Youth today is waiting for the hand of fate to fall on its shoulders, meanwhile working fairly hard and saying almost nothing. The most startling fact about the younger generation is its silence. With some rare exceptions, youth is nowhere near the rostrum. By comparison with the Flaming Youth of their fathers & mothers, today's younger generation is a still, small flame. It does not issue manifestoes, make speeches or carry posters. It has been called the "Silent Generation." But what does the silence mean? What, if anything, does it hide? Or are youth's elders merely hard of hearing?
I'm not going to but you can prove (and others on the net have) that Matt Weiner does a lot of his "historic research" by reading old copies of Time. Read the article at the link and you will see what I mean. Just about every detail of the characters  attitudes seem to have come from it.

It's not very good research from an historical point of view, and  far too often Weiner gets things laughably wrong. But he has done some research and he has gotten somethings very right. This is one of the big ones. It was the silent generation who made the 1960s happen. (Boomers made the 1970s happen and it tells you an awful lot about the boomers that we usually like to hide this embarassing truth from ourselves.)

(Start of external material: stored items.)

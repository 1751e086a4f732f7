use crate::error::FrameParseError;

const DIGITS: &[u8; 16] = b"0123456789ABCDEF";

/// encode bytes as upper-case hex characters
pub fn hex_encode(data: &[u8]) -> Vec<u8> {
    let mut out = Vec::with_capacity(data.len() * 2);
    for byte in data {
        out.push(DIGITS[(byte >> 4) as usize]);
        out.push(DIGITS[(byte & 0x0F) as usize]);
    }
    out
}

/// decode pairs of hex characters, either case
pub fn hex_decode(ascii: &[u8]) -> Result<Vec<u8>, FrameParseError> {
    if ascii.len() % 2 != 0 {
        return Err(FrameParseError::OddHexLength);
    }

    ascii
        .chunks_exact(2)
        .map(|pair| Ok((nibble(pair[0])? << 4) | nibble(pair[1])?))
        .collect()
}

fn nibble(c: u8) -> Result<u8, FrameParseError> {
    match c {
        b'0'..=b'9' => Ok(c - b'0'),
        b'A'..=b'F' => Ok(c - b'A' + 10),
        b'a'..=b'f' => Ok(c - b'a' + 10),
        _ => Err(FrameParseError::InvalidHexCharacter(c)),
    }
}

#[cfg(test)]
mod tests {
    use super::*;

    #[test]
    fn encodes_upper_case() {
        assert_eq!(hex_encode(&[0x01, 0xAB, 0xF0]), b"01ABF0".to_vec());
    }

    #[test]
    fn decodes_either_case() {
        assert_eq!(hex_decode(b"01abF0").unwrap(), vec![0x01, 0xAB, 0xF0]);
    }

    #[test]
    fn round_trip_is_exact() {
        let data: Vec<u8> = (0..=255).collect();
        assert_eq!(hex_decode(&hex_encode(&data)).unwrap(), data);
    }

    #[test]
    fn rejects_bad_input() {
        assert_eq!(hex_decode(b"0"), Err(FrameParseError::OddHexLength));
        assert_eq!(
            hex_decode(b"0G"),
            Err(FrameParseError::InvalidHexCharacter(b'G'))
        );
    }
}
/// Controls the decoding of transmitted and received data at the frame and physical layer
#[derive(Copy, Clone, Debug, Default, PartialEq, Eq)]
#[cfg_attr(feature = "serialization", derive(serde::Serialize, serde::Deserialize))]
pub struct DecodeLevel {
    /// Controls the logging of framed requests and responses
    ///
    /// On serial links this is the RTU or ASCII framing. On the bridge link it
    /// is the 6-byte header plus the unit id and function code.
    pub frame: FrameDecodeLevel,
    /// Controls the logging of physical layer read/write
    pub physical: PhysDecodeLevel,
}

/// Controls how transmitted and received frames are decoded at the INFO log level
#[derive(Copy, Clone, Debug, Default, PartialEq, Eq)]
#[cfg_attr(feature = "serialization", derive(serde::Serialize, serde::Deserialize))]
pub enum FrameDecodeLevel {
    /// Decode nothing
    #[default]
    Nothing,
    /// Decode the header
    Header,
    /// Decode the header and the raw payload as hexadecimal
    Payload,
}

/// Controls how data transmitted at the physical layer (TCP, serial) is logged
#[derive(Copy, Clone, Debug, Default, PartialEq, Eq)]
#[cfg_attr(feature = "serialization", derive(serde::Serialize, serde::Deserialize))]
pub enum PhysDecodeLevel {
    /// Log nothing
    #[default]
    Nothing,
    /// Log only the length of data that is sent and received
    Length,
    /// Log the length and the actual data that is sent and received
    Data,
}

impl DecodeLevel {
    /// construct a `DecodeLevel` with nothing enabled
    pub fn nothing() -> Self {
        Self::default()
    }

    /// construct a `DecodeLevel` from its fields
    pub fn new(frame: FrameDecodeLevel, physical: PhysDecodeLevel) -> Self {
        DecodeLevel { frame, physical }
    }
}

impl From<FrameDecodeLevel> for DecodeLevel {
    fn from(frame: FrameDecodeLevel) -> Self {
        Self {
            frame,
            physical: PhysDecodeLevel::Nothing,
        }
    }
}

impl FrameDecodeLevel {
    pub(crate) fn enabled(&self) -> bool {
        self.header_enabled()
    }

    pub(crate) fn header_enabled(&self) -> bool {
        match self {
            FrameDecodeLevel::Nothing => false,
            FrameDecodeLevel::Header => true,
            FrameDecodeLevel::Payload => true,
        }
    }

    pub(crate) fn payload_enabled(&self) -> bool {
        match self {
            FrameDecodeLevel::Nothing => false,
            FrameDecodeLevel::Header => false,
            FrameDecodeLevel::Payload => true,
        }
    }
}

impl PhysDecodeLevel {
    pub(crate) fn enabled(&self) -> bool {
        self.length_enabled()
    }

    pub(crate) fn length_enabled(&self) -> bool {
        match self {
            PhysDecodeLevel::Nothing => false,
            PhysDecodeLevel::Length => true,
            PhysDecodeLevel::Data => true,
        }
    }

    pub(crate) fn data_enabled(&self) -> bool {
        match self {
            PhysDecodeLevel::Nothing => false,
            PhysDecodeLevel::Length => false,
            PhysDecodeLevel::Data => true,
        }
    }
}

impl std::str::FromStr for FrameDecodeLevel {
    type Err = crate::error::ConfigError;

    fn from_str(s: &str) -> Result<Self, Self::Err> {
        match s {
            "nothing" => Ok(FrameDecodeLevel::Nothing),
            "header" => Ok(FrameDecodeLevel::Header),
            "payload" => Ok(FrameDecodeLevel::Payload),
            _ => Err(crate::error::ConfigError::UnknownName),
        }
    }
}

impl std::str::FromStr for PhysDecodeLevel {
    type Err = crate::error::ConfigError;

    fn from_str(s: &str) -> Result<Self, Self::Err> {
        match s {
            "nothing" => Ok(PhysDecodeLevel::Nothing),
            "length" => Ok(PhysDecodeLevel::Length),
            "data" => Ok(PhysDecodeLevel::Data),
            _ => Err(crate::error::ConfigError::UnknownName),
        }
    }
}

One of the things that made life particularly challenging for that generation was trying to measure up to their immediate forebears. Their parents and grandparents had fought two world wars and raised families through the great depression. Right from the beginning the show has divided its silent generation players between the grown ups who successfully inherited the virtues of the older generation and the children who failed to do so. Successes include Don Draper, Peggy Olson, Joan Holloway and Harry Crane. The failures included Pete Campbell, Betty Draper and Paul Kinsey.

In this episode we see two fathers forced to acknowledge that there children are failures.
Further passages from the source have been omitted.